1.C.1.17. IS WATERLOO TO BE CONSIDERED GOOD?
THERE exists a very respectable liberal school which does not
hate Waterloo. We do not belong to it. To us, Waterloo is
but the stupefied date of liberty. That such an eagle should
emerge from such an egg is certainly unexpected.
If one places one's self at the culminating point of view of
the question, Waterloo is intentionally a counter-revolutionary
victory. lt is Europe against France; it is Petersburg, Berlin,
and Vienna against Paris; it is the statu quo against the initiative;
it is the 14th of July, 1789, attacked through the
20th of March, 1815; it is the monarchies clearing the decks
in opposition to the indomitable French rioting. The final
extinction of that vast people which had been in eruption for
twenty-six years— such was the dream. The solidarity of the
Brunswicks, the Nassaus, the Romanoffs, the Hohenzollerns,
the Hapsburgs with the Bourbons. Waterloo bears divine
right on its crupper. It is true, that the Empire having been
despotic, the kingdom by the natural reaction of things, was
forced to be liberal, and that a constitutional order was the
unwilling result of Waterloo, to the great regret of the conquerors.
It is because revolution cannot be really conquered,
and that being providential and absolutely fatal, it is always
cropping up afresh: before Waterloo, in Bonaparte overthrowing
the old thrones; after Waterloo, in Louis XVIII. granting
and conforming to the charter.
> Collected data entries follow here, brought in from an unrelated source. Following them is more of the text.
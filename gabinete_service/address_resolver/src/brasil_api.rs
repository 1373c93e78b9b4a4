/*
 * Copyright (c) Huawei Technologies Co., Ltd. 2025. All rights reserved.
 * Global Trust Authority is licensed under the Mulan PSL v2.
 * You can use this software according to the terms and conditions of the Mulan PSL v2.
 * You may obtain a copy of Mulan PSL v2 at:
 *     http://license.coscl.org.cn/MulanPSL2
 * THIS SOFTWARE IS PROVIDED ON AN "AS IS" BASIS, WITHOUT WARRANTIES OF ANY KIND, EITHER EXPRESS OR
 * IMPLIED, INCLUDING BUT NOT LIMITED TO NON-INFRINGEMENT, MERCHANTABILITY OR FIT FOR A PARTICULAR
 * PURPOSE.
 * See the Mulan PSL v2 for more details.
 */

use std::time::Duration;
use async_trait::async_trait;
use log::{debug, info, warn};
use reqwest::header::ACCEPT_LANGUAGE;
use reqwest::{Client, StatusCode};
use serde::Deserialize;
use serde_json::Value;
use crate::error::AddressError;
use crate::geocoding::{geocoding_query, parse_geocoding_response};
use crate::model::{normalize_cep, AddressResolver, ResolvedAddress};

/// Endpoints and limits for the outbound lookups.
#[derive(Debug, Clone)]
pub struct LookupSettings {
    /// CEP service base, the digits are appended as a path segment
    pub cep_url: String,
    /// Nominatim-compatible search endpoint
    pub geocoding_url: String,
    pub timeout: Duration,
    pub user_agent: String,
}

#[derive(Debug, Default, Deserialize)]
struct CepResponse {
    cep: Option<String>,
    state: Option<String>,
    city: Option<String>,
    neighborhood: Option<String>,
    street: Option<String>,
    location: Option<Location>,
    #[serde(rename = "type")]
    kind: Option<String>,
}

#[derive(Debug, Default, Deserialize)]
struct Location {
    coordinates: Option<Coordinates>,
}

#[derive(Debug, Default, Deserialize)]
struct Coordinates {
    latitude: Option<Value>,
    longitude: Option<Value>,
}

// Coordinates arrive as strings or numbers, and as "" when unknown.
fn coordinate(value: Option<&Value>) -> Option<String> {
    match value? {
        Value::String(s) if !s.trim().is_empty() => Some(s.trim().to_string()),
        Value::Number(n) => Some(n.to_string()),
        _ => None,
    }
}

/// Reads a CEP service body into an address; coordinates are kept only in pairs.
pub fn parse_cep_response(body: &str) -> Result<ResolvedAddress, AddressError> {
    let response: CepResponse =
        serde_json::from_str(body).map_err(|e| AddressError::LookupFailed(format!("invalid CEP response: {}", e)))?;
    if response.kind.as_deref() == Some("service_error") {
        return Err(AddressError::NotFound);
    }
    let cep = match response.cep {
        Some(cep) if !cep.trim().is_empty() => cep.trim().to_string(),
        _ => return Err(AddressError::NotFound),
    };

    let coordinates = response.location.and_then(|l| l.coordinates).unwrap_or_default();
    let (latitude, longitude) =
        match (coordinate(coordinates.latitude.as_ref()), coordinate(coordinates.longitude.as_ref())) {
            (Some(lat), Some(lon)) => (Some(lat), Some(lon)),
            _ => (None, None),
        };

    Ok(ResolvedAddress {
        cep,
        logradouro: response.street.unwrap_or_default(),
        bairro: response.neighborhood.unwrap_or_default(),
        cidade: response.city.unwrap_or_default(),
        uf: response.state.unwrap_or_default(),
        latitude,
        longitude,
    })
}

/// Resolver backed by BrasilAPI with a Nominatim fallback for coordinates.
pub struct BrasilApiResolver {
    client: Client,
    settings: LookupSettings,
}

impl BrasilApiResolver {
    pub fn new(settings: LookupSettings) -> Result<Self, AddressError> {
        let client = Client::builder().timeout(settings.timeout).user_agent(settings.user_agent.clone()).build()?;
        Ok(Self { client, settings })
    }

    async fn lookup_cep(&self, digits: &str) -> Result<ResolvedAddress, AddressError> {
        let url = format!("{}/{}", self.settings.cep_url.trim_end_matches('/'), digits);
        let response = self.client.get(&url).send().await.map_err(|e| {
            warn!("CEP lookup for {} failed: {}", digits, e);
            AddressError::from(e)
        })?;
        let status = response.status();
        if status == StatusCode::NOT_FOUND {
            return Err(AddressError::NotFound);
        }
        if !status.is_success() {
            warn!("CEP service answered {} for {}", status, digits);
            return Err(AddressError::LookupFailed(format!("CEP service status {}", status)));
        }
        let body = response.text().await?;
        parse_cep_response(&body)
    }

    /// Best effort: any failure only means no coordinates.
    async fn geocode(&self, address: &ResolvedAddress) -> Option<(String, String)> {
        let query = geocoding_query(&address.logradouro, &address.cidade, &address.uf);
        let response = self
            .client
            .get(&self.settings.geocoding_url)
            .query(&[("q", query.as_str()), ("format", "json"), ("limit", "1")])
            .header(ACCEPT_LANGUAGE, "pt-BR")
            .send()
            .await;
        let response = match response {
            Ok(response) if response.status().is_success() => response,
            Ok(response) => {
                debug!("Geocoding answered {} for '{}'", response.status(), query);
                return None;
            },
            Err(e) => {
                debug!("Geocoding for '{}' failed: {}", query, e);
                return None;
            },
        };
        let body = response.text().await.ok()?;
        parse_geocoding_response(&body)
    }
}

#[async_trait]
impl AddressResolver for BrasilApiResolver {
    async fn resolve(&self, cep: &str) -> Result<ResolvedAddress, AddressError> {
        let digits = normalize_cep(cep)?;
        let mut address = self.lookup_cep(&digits).await?;
        if !address.has_coordinates() {
            if let Some((lat, lon)) = self.geocode(&address).await {
                address.latitude = Some(lat);
                address.longitude = Some(lon);
            }
        }
        info!("Resolved CEP {} (coordinates: {})", digits, address.has_coordinates());
        Ok(address)
    }
}

#[cfg(test)]
mod tests {
    use super::*;

    #[test]
    fn test_parse_full_response() {
        let body = r#"{
            "cep": "85010000", "state": "PR", "city": "Guarapuava", "neighborhood": "Centro",
            "street": "Rua X", "service": "open-cep",
            "location": {"type": "Point", "coordinates": {"latitude": "-25.39", "longitude": "-51.46"}}
        }"#;
        let address = parse_cep_response(body).unwrap();
        assert_eq!(address.cidade, "Guarapuava");
        assert_eq!(address.uf, "PR");
        assert_eq!(address.latitude.as_deref(), Some("-25.39"));
        assert_eq!(address.longitude.as_deref(), Some("-51.46"));
    }

    #[test]
    fn test_numeric_coordinates() {
        let body = r#"{"cep":"85010000","location":{"coordinates":{"latitude":-25.39,"longitude":-51.46}}}"#;
        let address = parse_cep_response(body).unwrap();
        assert_eq!(address.latitude.as_deref(), Some("-25.39"));
    }

    #[test]
    fn test_half_coordinates_are_dropped() {
        let body = r#"{"cep":"85010000","street":"Rua X","location":{"coordinates":{"latitude":"-25.39","longitude":""}}}"#;
        let address = parse_cep_response(body).unwrap();
        assert!(!address.has_coordinates());
        assert_eq!(address.longitude, None);
        assert_eq!(address.latitude, None);
    }

    #[test]
    fn test_service_error_is_not_found() {
        let body = r#"{"name":"CepPromiseError","message":"Todos os servicos de CEP retornaram erro.","type":"service_error"}"#;
        assert_eq!(parse_cep_response(body), Err(AddressError::NotFound));
        assert_eq!(parse_cep_response(r#"{"street":"Rua X"}"#), Err(AddressError::NotFound));
    }

    #[test]
    fn test_garbage_body_is_lookup_failure() {
        assert!(matches!(parse_cep_response("<html>"), Err(AddressError::LookupFailed(_))));
    }
}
Bonaparte places a postilion
on the throne of Naples, and a sergeant on the throne of
Sweden, employing inequality to demonstrate equality; Louis
XVIII. at Saint-Ouen countersigns the declaration of the
rights of man. If you wish to gain an idea of what revolution
is, call it Progress; and if you wish to acquire an idea of the
nature of progress, call it To-morrow. To-morrow fulfils its
work irresistibly, and it is already fulfilling it to-day. It always
reaches its goal strangely. It employs Wellington to
make of Foy, who was only a soldier, an orator. Foy falls
at Hougomont and rises again in the tribune. Thus does progress
proceed. There is no such thing as a bad tool for that
workman. It does not become disconcerted, but adjusts to its
divine work the man who has bestridden the Alps, and the
good old tottering invalid of Father Elysee. It makes use of
the gouty man as well as of the conqueror; of the conqueror
without, of the gouty man within. Waterloo, by cutting short
the demolition of European thrones by the sword, had no other
effect than to cause the revolutionary work to be continued in
another direction. The slashers have finished; it was the turn
of the thinkers. The century that Waterloo was intended to
arrest has pursued its march. That sinister victory was vanquished
by liberty.
In short, and incontestably, that which triumphed at Waterloo;
that which smiled in Wellington's rear; that which
brought him all the marshals' staffs of Europe, including, it is
said, the staff of a marshal of France; that which joyously
trundled the barrows full of bones to erect the knoll of the
lion; that which triumphantly inscribed on that pedestal the
date "June 18, 1815"; that which encouraged Blucher, as he
put the flying army to the sword; that which, from the heights
of the plateau of Mont-Saint-Jean, hovered over France as
over its prey, was the counter-revolution. It was the counter-revolution
which murmured that infamous word "dismemberment."
On arriving in Paris, it beheld the crater close at
hand; it felt those ashes which scorched its feet, and it changed
its mind; it returned to the stammer of a charter.
Let us behold in Waterloo only that which is in Waterloo.
Of intentional liberty there is none. The counter-revolution
was involuntarily liberal, in the same manner as, by a corresponding
phenomenon, Napoleon was involuntarily revolutionary.
On the 18th of June, 1815, the mounted Robespierre
was hurled from his saddle.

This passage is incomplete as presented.